February 21, 2018 – W. H. Auden, Other Writers’ & Poets’ Birthdays

Today is Wednesday, Feb. 21, 2018. It’s the birthday of poet W. H. Auden and writers David Foster Wallace and Chuck Palahniuk. It’s also the birthday of filmmaker Jordan Peele. And The New Yorker published its first issue today in 1925. Today’s poem is Elizabeth Barrett Browning’s “Patience Taught by Nature.” Have a beautiful day.

W H. Auden

Born today in 1907 in York, England, was Wystan Hugh Auden. We know him today as the poet W. H. Auden (affiliate link).

As a young man, Auden received a science and engineering scholarship to attend Oxford University.

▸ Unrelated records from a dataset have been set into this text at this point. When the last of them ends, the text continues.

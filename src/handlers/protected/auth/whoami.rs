// handlers/protected/auth/whoami.rs - GET /auth/whoami handler
use axum::Extension;
use serde_json::{json, Value};

use crate::middleware::{ApiResponse, ApiResult, AuthUser};

/// GET /auth/whoami - Identity resolved from the bearer token
pub async fn get(Extension(auth_user): Extension<AuthUser>) -> ApiResult<Value> {
    Ok(ApiResponse::success(json!({
        "user_id": auth_user.user_id,
        "email": auth_user.email,
        "source": auth_user.source,
    })))
}
use tracing::{debug, info};

use super::cached;
use crate::cache::{CacheKey, ResponseCache};
use crate::database::models::HistoryEntry;
use crate::database::record::{Record, Stored};
use crate::database::repositories::HistoryRepository;
use crate::database::{RepositoryError, StoreHandle};

#[derive(Clone)]
pub struct HistoryService {
    repo: HistoryRepository,
    cache: ResponseCache,
}

impl HistoryService {
    pub fn new(handle: StoreHandle, cache: ResponseCache) -> Self {
        Self {
            repo: HistoryRepository::new(handle),
            cache,
        }
    }

    fn key(user_id: &str, operation: &str) -> CacheKey {
        CacheKey::new(HistoryEntry::COLLECTION, user_id, operation)
    }

    fn invalidate(&self, user_id: &str) {
        let n = self.cache.invalidate_tenant(HistoryEntry::COLLECTION, user_id);
        debug!("Invalidated {} cached history responses for user {}", n, user_id);
    }

    pub async fn list(
        &self,
        user_id: &str,
        limit: usize,
        offset: usize,
    ) -> Result<Vec<Stored<HistoryEntry>>, RepositoryError> {
        let key = Self::key(user_id, "list").with_param(limit).with_param(offset);
        cached(&self.cache, key, || self.repo.list(user_id, limit, offset)).await
    }

    pub async fn recent(&self, user_id: &str, limit: usize) -> Result<Vec<Stored<HistoryEntry>>, RepositoryError> {
        let key = Self::key(user_id, "recent").with_param(limit);
        cached(&self.cache, key, || self.repo.recent(user_id, limit)).await
    }

    pub async fn get(&self, user_id: &str, id: &str) -> Result<Option<Stored<HistoryEntry>>, RepositoryError> {
        let key = Self::key(user_id, "get").with_param(id);
        cached(&self.cache, key, || self.repo.get(user_id, id)).await
    }

    pub async fn search(
        &self,
        user_id: &str,
        query: &str,
        limit: usize,
    ) -> Result<Vec<Stored<HistoryEntry>>, RepositoryError> {
        let key = Self::key(user_id, "search").with_param(query.to_lowercase()).with_param(limit);
        cached(&self.cache, key, || self.repo.search(user_id, query, limit)).await
    }

    pub async fn add_entry(
        &self,
        user_id: &str,
        original_prompt: &str,
        enhanced_prompt: &str,
    ) -> Result<Stored<HistoryEntry>, RepositoryError> {
        let stored = self.repo.add_entry(user_id, original_prompt, enhanced_prompt).await?;
        self.invalidate(user_id);
        Ok(stored)
    }

    pub async fn delete(&self, user_id: &str, id: &str) -> Result<bool, RepositoryError> {
        let deleted = self.repo.delete(user_id, id).await?;
        if deleted {
            self.invalidate(user_id);
            info!("Deleted history entry {} for user {}", id, user_id);
        }
        Ok(deleted)
    }

    pub async fn clear(&self, user_id: &str) -> Result<usize, RepositoryError> {
        let result = self.repo.clear(user_id).await;
        // Some documents may be gone even when others failed.
        self.invalidate(user_id);
        let deleted = result?;
        info!("Cleared {} history entries for user {}", deleted, user_id);
        Ok(deleted)
    }
}

#[cfg(test)]
mod tests {
    use super::*;
    use std::time::Duration;

    #[tokio::test]
    async fn cached_recent_sees_new_entries() {
        let svc = HistoryService::new(StoreHandle::memory(), ResponseCache::new(Duration::from_secs(60), 100));
        svc.add_entry("u1", "a", "A.").await.unwrap();
        assert_eq!(svc.recent("u1", 10).await.unwrap().len(), 1);

        svc.add_entry("u1", "b", "B.").await.unwrap();
        let recent = svc.recent("u1", 10).await.unwrap();
        assert_eq!(recent.len(), 2);
        assert_eq!(recent[0].record.original_prompt, "b");

        svc.clear("u1").await.unwrap();
        assert!(svc.recent("u1", 10).await.unwrap().is_empty());
    }
}
use sha2::{Digest, Sha256};
use tracing::{error, info};

use crate::cache::{CacheKey, ResponseCache};
use crate::services::HistoryService;

const ENHANCE_COLLECTION: &str = "enhance";

/// Deterministic prompt rewrite.
pub fn rewrite(text: &str) -> String {
    let mut enhanced = text.to_string();

    if !enhanced.ends_with(&['.', '!', '?'][..]) {
        enhanced.push('.');
    }
    if !enhanced.to_lowercase().contains("example") {
        enhanced.push_str(" Please provide specific examples.");
    }
    let lower = enhanced.to_lowercase();
    if !lower.contains("clear") && !lower.contains("concise") {
        enhanced.push_str(" Make your response clear and concise.");
    }

    enhanced
}

#[derive(Clone)]
pub struct EnhanceService {
    history: HistoryService,
    cache: ResponseCache,
}

impl EnhanceService {
    pub fn new(history: HistoryService, cache: ResponseCache) -> Self {
        Self { history, cache }
    }

    /// Rewrites `text` (memoised per user) and records the operation in the
    /// user's history. A failed history write is logged, not returned.
    pub async fn enhance(&self, user_id: &str, text: &str) -> String {
        let key = CacheKey::new(ENHANCE_COLLECTION, user_id, "rewrite").with_param(digest(text));
        let enhanced = match self.cache.get::<String>(&key) {
            Some(hit) => hit,
            None => {
                let enhanced = rewrite(text);
                self.cache.set(&key, &enhanced);
                enhanced
            }
        };

        if let Err(e) = self.history.add_entry(user_id, text, &enhanced).await {
            error!("Failed to record history for user {}: {}", user_id, e);
        }

        info!("Prompt enhanced for user {}", user_id);
        enhanced
    }
}

fn digest(text: &str) -> String {
    Sha256::digest(text.as_bytes())
        .iter()
        .map(|b| format!("{:02x}", b))
        .collect()
}

#[cfg(test)]
mod tests {
    use super::*;
    use crate::database::StoreHandle;
    use std::time::Duration;

    #[test]
    fn rewrite_rules() {
        assert_eq!(
            rewrite("Write a poem"),
            "Write a poem. Please provide specific examples. Make your response clear and concise."
        );
        assert_eq!(rewrite("Give an Example!"), "Give an Example! Make your response clear and concise.");
        assert_eq!(rewrite("Be concise?"), "Be concise? Please provide specific examples.");
        assert_eq!(rewrite(""), ". Please provide specific examples. Make your response clear and concise.");
    }

    #[tokio::test]
    async fn every_call_is_recorded_even_when_cached() {
        let cache = ResponseCache::new(Duration::from_secs(60), 100);
        let history = HistoryService::new(StoreHandle::memory(), cache.clone());
        let svc = EnhanceService::new(history.clone(), cache);

        let first = svc.enhance("u1", "hello").await;
        let second = svc.enhance("u1", "hello").await;
        assert_eq!(first, second);
        assert_eq!(history.list("u1", 20, 0).await.unwrap().len(), 2);
    }

    #[tokio::test]
    async fn degraded_store_still_enhances() {
        let cache = ResponseCache::new(Duration::from_secs(60), 100);
        let svc = EnhanceService::new(HistoryService::new(StoreHandle::degraded(), cache.clone()), cache);
        assert_eq!(svc.enhance("u1", "Clear example.").await, "Clear example.");
    }
}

Once in school, though, he discovered poetry and changed his area of study to English.Photo of W. H. Auden.

It was at Oxford that Auden met fellow writers Christopher Isherwood and Stephen Spender. Spender helped Auden publish his first poetry collection, “Poems,” in 1928.

Throughout the 1930s, Auden traveled to Iceland, China, and Germany. He also served in the Spanish Civil War. He moved to the United States in 1939, where he became a citizen after World War II.

Auden published some before coming to America. But it was in the U.S. that he reached his most productive writing years. His first volume written in America was “Another Time,” published in 1940. The book was the first of seven Auden released in the 1940s.

Two of Auden’s collections, 1944’s “For the Time Being” and 1945’s “The Collected Poetry of W. H. Auden,” were in the running for the Pulitzer Prize. But Auden wasn’t yet an American citizen, so the Pulitzer jury passed.

By 1947, though, when “The Age of Anxiety” came out, the poet was an American citizen. And that volume received the 1948 Pulitzer Prize for Poetry.

Many admire Auden’s poetry for its flexible forms and incorporation of topics ranging from science to popular culture. Along with poems, Auden wrote plays and some prose. He produced work up until his death in 1973.

Auden won the 1956 National Book Award in Poetry for “The Shield of Achilles.” In his acceptance speech for the award, Auden said, “Before people complain about the obscurity of modern poetry, they should, I think, first ask themselves how many profound experiences they themselves have really shared with another person.”

David Foster Wallace

Cover of David Foster Wallace's "Infinite Jest."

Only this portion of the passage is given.